Esto es lo que más preocupa a los migrantes que ya están en el país y que, lejos de verlo como “un trampolín” hacia otro destino, quieren establecerse acá. Al tanto de esta situación, la nacionalista Leydis Aguilera, primera diputada de origen cubano, dice a El País que presentará un proyecto de ley para buscar una salida. Es esencial si se tiene en cuenta que en los planes de la mayoría de los inmigrantes está traer legalmente a su familia y además a su familia extendida, es decir a los primos de sus padres, los hijos de los tíos, incluso a amigos.

La popular influencer Klaudia Ortega ya trajo a su madre y en un futuro quiere traer a su abuela y a sus dos tíos. “Paso a paso”, dice. Ella misma ha incidido en la llegada de otros cubanos, que ven sus videos, al igual que desde Cuba Klaudia conoció a Uruguay siguiendo a otra youtuber. Las consultas desde la isla son tantas, que Klaudia decidió hacer videos contando cada detalle de su experiencia migratoria, y enviárselos a quienes le escriben asiduamente llenos de dudas.
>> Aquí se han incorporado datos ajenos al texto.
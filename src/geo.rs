//! Great-circle helpers
//!
//! Distances in metres, angles in degrees at the boundary.

/// Mean earth radius used by the haversine model
pub const EARTH_RADIUS_M: f64 = 6_371_000.0;

pub const METERS_PER_NM: f64 = 1852.0;
pub const METERS_PER_FOOT: f64 = 0.3048;

pub fn nm_to_m(nm: f64) -> f64 {
    nm * METERS_PER_NM
}

pub fn m_to_nm(m: f64) -> f64 {
    m / METERS_PER_NM
}

pub fn ft_to_m(ft: f64) -> f64 {
    ft * METERS_PER_FOOT
}

pub fn m_to_ft(m: f64) -> f64 {
    m / METERS_PER_FOOT
}

/// Normalize a heading into [0, 360)
pub fn normalize_heading(deg: f64) -> f64 {
    let h = deg.rem_euclid(360.0);
    // rem_euclid can round up to exactly 360.0 for tiny negative inputs
    if h >= 360.0 { 0.0 } else { h }
}

/// Wrap an angular difference into (-180, 180]
pub fn wrap_bearing_difference(deg: f64) -> f64 {
    let d = normalize_heading(deg);
    if d > 180.0 { d - 360.0 } else { d }
}

/// Distance (m) and initial bearing (degrees true) from point 1 to point 2.
/// Uses the Haversine formula
pub fn distance_bearing(lat1: f64, lon1: f64, lat2: f64, lon2: f64) -> (f64, f64) {
    let lat1_rad = lat1.to_radians();
    let lat2_rad = lat2.to_radians();
    let delta_lat = (lat2 - lat1).to_radians();
    let delta_lon = (lon2 - lon1).to_radians();

    let a = (delta_lat / 2.0).sin().powi(2)
        + lat1_rad.cos() * lat2_rad.cos() * (delta_lon / 2.0).sin().powi(2);
    // clamp: rounding pushes `a` past 1.0 for antipodal points
    let c = 2.0 * a.clamp(0.0, 1.0).sqrt().asin();
    let distance = EARTH_RADIUS_M * c;

    let y = delta_lon.sin() * lat2_rad.cos();
    let x = lat1_rad.cos() * lat2_rad.sin() - lat1_rad.sin() * lat2_rad.cos() * delta_lon.cos();
    let bearing = normalize_heading(y.atan2(x).to_degrees());

    (distance, bearing)
}

/// Point reached travelling `distance_m` from (lat, lon) on initial bearing `bearing_deg`
pub fn destination(lat: f64, lon: f64, bearing_deg: f64, distance_m: f64) -> (f64, f64) {
    let lat1 = lat.to_radians();
    let lon1 = lon.to_radians();
    let brg = bearing_deg.to_radians();
    let delta = distance_m / EARTH_RADIUS_M;

    let lat2 = (lat1.sin() * delta.cos() + lat1.cos() * delta.sin() * brg.cos()).asin();
    let lon2 = lon1
        + (brg.sin() * delta.sin() * lat1.cos()).atan2(delta.cos() - lat1.sin() * lat2.sin());

    let mut lon2 = lon2.to_degrees();
    if lon2 > 180.0 {
        lon2 -= 360.0;
    } else if lon2 < -180.0 {
        lon2 += 360.0;
    }
    (lat2.to_degrees(), lon2)
}

#[cfg(test)]
mod tests {
    use super::*;

    #[test]
    fn test_normalize_heading() {
        assert_eq!(normalize_heading(0.0), 0.0);
        assert_eq!(normalize_heading(360.0), 0.0);
        assert_eq!(normalize_heading(-90.0), 270.0);
        assert_eq!(normalize_heading(725.0), 5.0);
    }

    #[test]
    fn test_wrap_difference_across_north() {
        // 359 -> 1 is a 2 degree turn right, not 358 left
        assert!((wrap_bearing_difference(1.0 - 359.0) - 2.0).abs() < 1e-9);
        assert!((wrap_bearing_difference(359.0 - 1.0) + 2.0).abs() < 1e-9);
        assert_eq!(wrap_bearing_difference(180.0), 180.0);
        assert_eq!(wrap_bearing_difference(-180.0), 180.0);
    }

    #[test]
    fn test_distance_one_degree_latitude() {
        let (dist, brg) = distance_bearing(0.0, 0.0, 1.0, 0.0);
        assert!((dist - 111_194.9).abs() < 1.0);
        assert!(brg.abs() < 1e-9);

        let (_, brg) = distance_bearing(0.0, 0.0, 0.0, 1.0);
        assert!((brg - 90.0).abs() < 1e-9);
    }

    #[test]
    fn test_antipodal_is_finite() {
        let (dist, brg) = distance_bearing(10.0, 20.0, -10.0, -160.0);
        assert!(dist.is_finite());
        assert!(brg.is_finite());
        assert!((dist - std::f64::consts::PI * EARTH_RADIUS_M).abs() < 1.0);
    }

    #[test]
    fn test_destination_matches_distance_bearing() {
        let (lat, lon) = destination(49.0128, 2.55, 160.0, 9_260.0);
        let (dist, brg) = distance_bearing(49.0128, 2.55, lat, lon);
        assert!((dist - 9_260.0).abs() < 0.01);
        assert!((brg - 160.0).abs() < 1e-6);
    }
}
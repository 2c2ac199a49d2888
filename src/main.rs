//!   par-scope:   Precision Approach Radar scope for simulator traffic
//!
//!  Shows the azimuth and elevation deviation of one approaching aircraft
//!  against a configured runway, updated from live telemetry.

mod config;
mod display;
mod geo;
mod runway;
mod session;
mod telemetry;
mod tracker;
mod transform;

use std::io::{self, BufRead};
use std::sync::Arc;
use std::thread;

use crossbeam_channel::{Receiver, Sender, unbounded};
use tracing::{Level, error, info};
use tracing_subscriber::FmtSubscriber;

use crate::config::{Config, Options, SourceKind};
use crate::display::{HeadlessRenderer, TerminalScope, run_renderer};
use crate::session::{Command, EventLog, LatestFrame, ScopeSession};
use crate::telemetry::{DemoSource, FeedSource, TelemetrySource};

fn main() -> Result<(), Box<dyn std::error::Error>> {
    let options = Options::from_args()?;
    let config = Config::load(&options)?;

    // Initialize logging only if the terminal scope is not drawing
    if config.headless {
        let subscriber = FmtSubscriber::builder()
            .with_max_level(Level::INFO)
            .finish();
        tracing::subscriber::set_global_default(subscriber).ok();
        info!("par-scope starting...");
        info!(
            "Configuration: airport {} runway {} target {:?} poll {} Hz source {:?}",
            config.active_airport,
            config.active_runway,
            config.target_callsign,
            config.poll_hz,
            config.source
        );
    }

    let log = Arc::new(EventLog::default());
    log.push("App: starting");
    for note in &config.notes {
        info!("{}", note);
        log.push(note);
    }

    let frames = Arc::new(LatestFrame::default());
    let (cmd_tx, cmd_rx): (Sender<Command>, Receiver<Command>) = unbounded();
    spawn_command_reader(cmd_tx, Arc::clone(&log));

    let runway = config.active_geometry()?;
    let rt = tokio::runtime::Runtime::new()?;

    rt.block_on(async {
        let render_handle = {
            let frames = Arc::clone(&frames);
            let log = Arc::clone(&log);
            if config.headless {
                tokio::spawn(run_renderer(HeadlessRenderer, frames, log))
            } else {
                tokio::spawn(run_renderer(TerminalScope::new(config.display_size), frames, log))
            }
        };

        let result = match &config.source {
            SourceKind::Demo => {
                log.push("Telemetry: demo traffic");
                let source = DemoSource::new(runway);
                run_session(&config, source, &frames, &log, cmd_rx).await
            }
            SourceKind::Feed(addr) => {
                log.push(format!("Telemetry: feed {}", addr));
                let source = FeedSource::new(addr.clone());
                run_session(&config, source, &frames, &log, cmd_rx).await
            }
        };

        render_handle.abort();
        result
    })?;

    info!("par-scope stopped");
    Ok(())
}

async fn run_session<S: TelemetrySource>(
    config: &Config,
    source: S,
    frames: &Arc<LatestFrame>,
    log: &Arc<EventLog>,
    commands: Receiver<Command>,
) -> Result<(), Box<dyn std::error::Error>> {
    let session = ScopeSession::new(
        config,
        source,
        Arc::clone(frames),
        Arc::clone(log),
        commands,
    )?;

    session
        .run(async {
            if let Err(e) = tokio::signal::ctrl_c().await {
                error!("Cannot listen for Ctrl+C: {}", e);
                std::future::pending::<()>().await;
            }
        })
        .await;
    Ok(())
}

/// Read operator commands from stdin on a plain thread
fn spawn_command_reader(tx: Sender<Command>, log: Arc<EventLog>) {
    thread::spawn(move || {
        for line in io::stdin().lock().lines() {
            let Ok(line) = line else { break };
            if line.trim().is_empty() {
                continue;
            }
            match Command::parse(&line) {
                Some(cmd) => {
                    if tx.send(cmd).is_err() {
                        break;
                    }
                }
                None => log.push(format!("Unknown command: {}", line.trim())),
            }
        }
    });
}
Cuando llegó y se instaló en Maldonado, documentó todo aquello que le sorprendía, desde ver contenedores de basura con tapa, hasta el olor a limpio en la calle, la comida callejera con buen aspecto, la cantidad de luces en las viviendas, la atención en un hospital público.

Klaudia Ortega.
Klaudia Ortega.

Empezó a notar que cada vez la seguían más uruguayos. Disfrutaban de ver al país a través de sus ojos, curiosos de cómo lo cotidiano para unos puede ser extraordinarios para otros.

—Yo venía de un hueco y conocí el mundo, y eso les llamó la atención —dice la influencer con 150.000 seguidores.

El mundo del que habla Klaudia, viene a ser Uruguay.

Si no cambia la ley, en breve miles no podrán regularizarse

Desde la ONG Idas y Vueltas, Elisa Fisher dice que la mayor preocupación del migrante cubano es “tener la documentación cuanto antes y poder conseguir trabajo a la brevedad”. El pico de migración, tal como ya había pasado tiempo atrás, está generando demoras en los trámites más comunes, principalmente para obtener la cédula de identidad y las partidas de nacimiento. La gran mayoría de los cubanos ingresan al país por la frontera con Brasil y solicitan refugio. El trámite es lento, lleva hasta cinco años. La asesora de migración María del Carmen Pupo dice que se acumulan más de 20.000 expedientes por año porque el mecanismo de la Comisión de Refugiados del Ministerio de Relaciones Exteriores es esperar el momento en el cubano viaje a la isla a visitar a su familia y entonces, cae la causa. ¿Quién vuelve a un país del que huyó por persecución? Ese estatus es esencial para poder iniciar las reunificaciones familiares y la residencia. El escándalo por la entrega del pasaporte a Sebastián Marset cambió las reglas que permitían que miles de cubanos se regularizaran tramitando la visa por el país de entrada, es decir en Brasil. Una vez instalados aquí, ya podían cumplir con las condiciones que desde Cuba les eran inviables. Pero ahora la exigencia es que la entrada al país fronterizo haya sido legal, que no lo es. Para resolver esta situación, en 2024 el gobierno permitió que se tramitara la residencia por arraigo. Fue una solución que comprendió a los que llegaron hasta el 23 de mayo de 2024. Esta nueva oleada de migrantes quedó fuera. Por ahora tienen la cédula vigente, pero la vigencia es de cuatro años (incluyendo las dos renovaciones permitidas). Si no cambia la ley, en poco tiempo habrá miles inmigrantes indocumentados.